Phase 7: verification of transmission interruption In accordance with the recommendation of the European Regional Certification Commission for Polio Eradication, the same sensitive methods used to detect wild poliovirus type 1 have been used to document its absence. Samples were taken from sewage treatment facilities in several locations: the geographical epicentre sites at the South District, sampled weekly until July 1, 2014, and bimonthly since then; sites that were previously intermittently positive; and consistently negative sites. Since July, 2014, all sites in the original 2013 epicentre have been sampled bimonthly and all other sites sampled monthly. Since April 3, 2014, all environmental surveillance samples have been negative. Acute flaccid paralysis surveillance, in 2014, had registered 27 cases in children younger than 15 years; each case was reported and investigated (case incidence rate 1·30 cases per 100 000 population, surveillance index 0·85). Both of these indicators are above the standard global WHO-recommended thresholds for adequate surveillance performance. No poliomyelitis case was detected by any of the surveillance measures during this period of viral importation and silent transmission in 2013–14.

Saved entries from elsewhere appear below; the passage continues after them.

//! In-memory checkpoint storage.
//!
//! [`InMemoryCheckpointSaver`] keeps every checkpoint of every thread in a
//! `HashMap` behind a tokio `RwLock`. It is what the session driver uses by
//! default; nothing survives a process restart.

use crate::{
    checkpoint::{Checkpoint, CheckpointConfig, CheckpointMetadata, CheckpointTuple},
    error::{CheckpointError, Result},
    traits::{CheckpointSaver, CheckpointStream},
};
use async_trait::async_trait;
use futures::stream;
use std::collections::HashMap;
use std::sync::Arc;
use tokio::sync::RwLock;

#[derive(Debug, Clone)]
struct CheckpointEntry {
    checkpoint: Checkpoint,
    metadata: CheckpointMetadata,
    config: CheckpointConfig,
    parent_config: Option<CheckpointConfig>,
}

impl CheckpointEntry {
    fn to_tuple(&self) -> CheckpointTuple {
        CheckpointTuple {
            config: self.config.clone(),
            checkpoint: self.checkpoint.clone(),
            metadata: self.metadata.clone(),
            parent_config: self.parent_config.clone(),
        }
    }
}

type CheckpointStorage = Arc<RwLock<HashMap<String, Vec<CheckpointEntry>>>>;

/// Thread-safe in-memory checkpoint saver
#[derive(Debug, Clone, Default)]
pub struct InMemoryCheckpointSaver {
    storage: CheckpointStorage,
}

impl InMemoryCheckpointSaver {
    pub fn new() -> Self {
        Self::default()
    }

    /// Number of threads with at least one checkpoint
    pub async fn thread_count(&self) -> usize {
        self.storage.read().await.len()
    }

    /// Total number of checkpoints across all threads
    pub async fn checkpoint_count(&self) -> usize {
        self.storage
            .read()
            .await
            .values()
            .map(|entries| entries.len())
            .sum()
    }
}

fn require_thread(config: &CheckpointConfig) -> Result<&String> {
    config
        .thread_id
        .as_ref()
        .ok_or_else(|| CheckpointError::Invalid("thread_id is required".to_string()))
}

#[async_trait]
impl CheckpointSaver for InMemoryCheckpointSaver {
    async fn get_tuple(&self, config: &CheckpointConfig) -> Result<Option<CheckpointTuple>> {
        let thread_id = require_thread(config)?;
        let storage = self.storage.read().await;

        let Some(entries) = storage.get(thread_id) else {
            return Ok(None);
        };

        let entry = match &config.checkpoint_id {
            Some(checkpoint_id) => entries.iter().find(|e| &e.checkpoint.id == checkpoint_id),
            None => entries.last(),
        };

        Ok(entry.map(CheckpointEntry::to_tuple))
    }

    async fn list(
        &self,
        config: &CheckpointConfig,
        limit: Option<usize>,
    ) -> Result<CheckpointStream> {
        let thread_id = require_thread(config)?;
        let storage = self.storage.read().await;

        let results: Vec<Result<CheckpointTuple>> = storage
            .get(thread_id)
            .map(|entries| {
                entries
                    .iter()
                    .rev()
                    .take(limit.unwrap_or(usize::MAX))
                    .map(|entry| Ok(entry.to_tuple()))
                    .collect()
            })
            .unwrap_or_default();

        Ok(Box::pin(stream::iter(results)))
    }

    async fn put(
        &self,
        config: &CheckpointConfig,
        checkpoint: Checkpoint,
        metadata: CheckpointMetadata,
    ) -> Result<CheckpointConfig> {
        let thread_id = require_thread(config)?.clone();
        let mut storage = self.storage.write().await;
        let entries = storage.entry(thread_id.clone()).or_default();

        let parent_config = entries.last().map(|entry| entry.config.clone());
        let checkpoint_config =
            CheckpointConfig::for_thread(thread_id).with_checkpoint_id(checkpoint.id.clone());

        entries.push(CheckpointEntry {
            checkpoint,
            metadata,
            config: checkpoint_config.clone(),
            parent_config,
        });

        Ok(checkpoint_config)
    }

    async fn delete_thread(&self, thread_id: &str) -> Result<()> {
        self.storage.write().await.remove(thread_id);
        Ok(())
    }
}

Public health policy and debate The described public health policy was guided by evidence-based epidemiological characterisation of the event and was assisted by enhanced environmental surveillance in the form of shorter resampling intervals, increased numbers of sites, use of specific molecular assays to quantify wild poliovirus type 1, expanded clinical surveillance, active countrywide investigation of aseptic meningitis cases, and the conduction of two large stool surveys in the South District. The major group of individuals excreting wild poliovirus type 1—ie, children younger than 10 years— was identified by these combined epidemiological and laboratory-based studies. This identification allowed the evidence-based scientific targeting of this cohort by a national OPV SIA intervention using the longstanding safe bOPV22,23 and thus also minimised vaccine-associated paralytic poliomyelitis risk and a potential emergence of type 2 vaccine-derived poliovirus, as previously occurred in Nigeria and elsewhere.24–26 The generally high IPV coverage in the country also contributed to the overall low risk. Wild poliovirus type 1 disappeared from most environmental sites except those in the epicentre within 6–7 weeks after the nationwide bOPV SIA had begun, which is within the expected timeframe for development of gut immunity.27 This disappearance was used to justify a geographically restricted second bOPV SIA within the
more persistent epicentre. Public adherence was generally satisfactory but was higher in peripheral areas than in central urban regions. In the first round of bOPV SIA, 80% coverage of the target population at the epicentre of silent transmission had already been reached within 2 weeks and peaked at 90%, whereas the second round, at the southern epicentre, received less public support. Evidence-based policy could have a major disadvantage—namely, time consumption. As a result, a delay in response could be expected. However, one of the major advantages of environmental surveillance is the delivery of a substantial window of opportunity from the time of poliovirus importation until the (undesired) appearance of clinical poliomyelitis cases, thus allowing precious time for an orderly and calculated risk assessment and data gathering process. Facing an argumentative, so-called post-modern, public opinion atmosphere, including an anti-vaccination movement’s appeal to the Supreme Court (which was fortunately rejected unanimously), this decision pathway should and could only be proceeded along carefully (but promptly) to ensure sufficient public adherence with the further deployed public health measures.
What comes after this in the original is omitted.